Ebbene, secondo il sito integerrimo, il crollo di Apple in Cina si deve al fatto che lì la casa di Cupertino non può esercitare la forma di mercato che ne garantisce il business model, ovvero il monopolio. Quanti di noi – scrive Thompson – continuano a comprare bovinamente prodotti della Mela perché li considerano migliori di altri, e quanti invece perché sanno di non poter fare a meno dei Contatti, dell’iMessage, di altre app che non sono compatibili con Android (chi ha provato a esportare anche solo la sua rubrica su un dispositivo non iOS sa di cosa si parla)? Così tutti noi accorriamo a comprare il prossimo iPhone anche se magari la concorrenza Samsung è migliore e l’aggiornamento abbastanza indistinguibile. In Cina invece aspettano tranquillamente di vedere il prossimo iPhone, come sarà. Fanno persino confronti. E nel caso comprano addirittura la concorrenza: laggiù infatti il telefono in generale è diventato una banale commodity da quando c’è una app che si è mangiata tutte le altre, si chiama WeChat, ed è da noi difficilmente immaginabile. Pensate di avere Facebook, Google, Snap, Paypal, e WhatsApp tutte insieme. WeChat offre infatti tutti questi servizi, dalla messaggistica agli scambi e pagamenti, alla ricerca, alla socializzazione. Molto usata anche per pagare il conto al ristorante. Soprattutto, disponibile sia per iOs che per Android. E’ usata da 900 milioni di cinesi, timidamente sta sbarcando anche in occidente ed è di fatto in concorrenza con Apple e con quello che Facebook vuole diventare. Con WeChat ogni telefonino, dall’araldico iPhone agli scassoni più cheap, diventa un portatore sano di questa app, trasferibile a piacimento. E dunque il telefono ridiventato medium e non messaggio deve combattere ad armi pari con gli altri (pur al netto di un surplus di design e fighettismo). Così si spiega come la “retention” o fedeltà alla ditta telefonica, sia la metà, il 50 per cento rispetto al 90 per cento del resto del mondo.
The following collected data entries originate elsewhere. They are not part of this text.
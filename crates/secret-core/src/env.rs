//! Environment abstraction for deterministic testing.
//!
//! Decouples bundle sealing and service bookkeeping from system resources
//! (wall clock, entropy). Production uses [`SystemEnv`]; tests and the mock
//! service use [`SeededEnv`] for reproducible nonces, IDs and timestamps.

use std::{
    sync::{Arc, Mutex, PoisonError},
    time::Duration,
};

use chrono::{DateTime, TimeZone, Utc};
use rand::{RngCore, SeedableRng, rngs::OsRng};
use rand_chacha::ChaCha20Rng;

/// Abstract environment providing wall-clock time and randomness.
///
/// # Safety
///
/// Implementations MUST guarantee:
///
/// - `random_bytes()` uses cryptographically secure entropy in production
/// - `now()` is UTC
pub trait Environment: Clone + Send + Sync + 'static {
    /// Current wall-clock time.
    fn now(&self) -> DateTime<Utc>;

    /// Fills the provided buffer with random bytes.
    ///
    /// # Invariants
    ///
    /// - Given the same seed, this produces the same sequence of bytes
    fn random_bytes(&self, buffer: &mut [u8]);

    /// Generates a fixed-size random array (nonces).
    fn random_array<const N: usize>(&self) -> [u8; N] {
        let mut bytes = [0u8; N];
        self.random_bytes(&mut bytes);
        bytes
    }

    /// Generates a random `u64`.
    fn random_u64(&self) -> u64 {
        u64::from_be_bytes(self.random_array())
    }
}

/// Production environment: system clock and OS entropy.
#[derive(Debug, Clone, Copy, Default)]
pub struct SystemEnv;

impl Environment for SystemEnv {
    fn now(&self) -> DateTime<Utc> {
        Utc::now()
    }

    fn random_bytes(&self, buffer: &mut [u8]) {
        OsRng.fill_bytes(buffer);
    }
}

#[derive(Debug)]
struct SeededState {
    rng: ChaCha20Rng,
    now: DateTime<Utc>,
}

/// Deterministic environment: seeded ChaCha20 RNG and a manual clock.
///
/// Clones share the same RNG stream and clock.
#[derive(Debug, Clone)]
pub struct SeededEnv {
    state: Arc<Mutex<SeededState>>,
}

impl SeededEnv {
    /// Create an environment with the given seed, clock at the Unix epoch
    /// plus one day.
    pub fn with_seed(seed: u64) -> Self {
        let start = Utc.timestamp_opt(86_400, 0).single().unwrap_or_default();
        Self::with_seed_at(seed, start)
    }

    /// Create an environment with the given seed and starting time.
    pub fn with_seed_at(seed: u64, now: DateTime<Utc>) -> Self {
        let state = SeededState { rng: ChaCha20Rng::seed_from_u64(seed), now };
        Self { state: Arc::new(Mutex::new(state)) }
    }

    /// Move the clock forward.
    pub fn advance(&self, by: Duration) {
        let mut state = self.state.lock().unwrap_or_else(PoisonError::into_inner);
        if let Ok(delta) = chrono::Duration::from_std(by) {
            state.now += delta;
        }
    }
}

impl Environment for SeededEnv {
    fn now(&self) -> DateTime<Utc> {
        self.state.lock().unwrap_or_else(PoisonError::into_inner).now
    }

    fn random_bytes(&self, buffer: &mut [u8]) {
        self.state.lock().unwrap_or_else(PoisonError::into_inner).rng.fill_bytes(buffer);
    }
}
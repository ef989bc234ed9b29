//! Item kind tag.

use std::fmt;

use serde::{Deserialize, Serialize};

/// Origin and semantics of a bundle item.
///
/// Serialized lowercase (`"file"`, `"link"`, `"text"`).
#[derive(Debug, Clone, Copy, PartialEq, Eq, Hash, Serialize, Deserialize)]
#[serde(rename_all = "lowercase")]
pub enum ItemKind {
    /// Raw file contents.
    File,
    /// A URL, stored as UTF-8.
    Link,
    /// A free-form text snippet, stored as UTF-8.
    Text,
}

impl ItemKind {
    /// Wire name of the kind.
    pub fn as_str(self) -> &'static str {
        match self {
            Self::File => "file",
            Self::Link => "link",
            Self::Text => "text",
        }
    }
}

impl fmt::Display for ItemKind {
    fn fmt(&self, f: &mut fmt::Formatter<'_>) -> fmt::Result {
        f.write_str(self.as_str())
    }
}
Come scrive Ben Thompson, “Apple in Cina è un venditore di telefoni come tutti gli altri.

 

Dietro alla app liberista c’è il mega colosso Tencent, gruppo cinese nato negli anni Novanta e ora in grande ascesa. Ha appena aperto un centro di ricerca a Seattle e a fine marzo si è concesso, con una mancetta, l’acquisto del 5 per cento di Tesla (per 1,8 miliardi). Da qualche giorno grazie a Wechat è entrato a far parte dell’aristocrazia startuppara mondiale, con una capitalizzazione che ha superato i 300 miliardi di dollari (e dunque è una delle poche aziende che Apple non potrebbe riuscire a comprare in contanti, seppur di poco).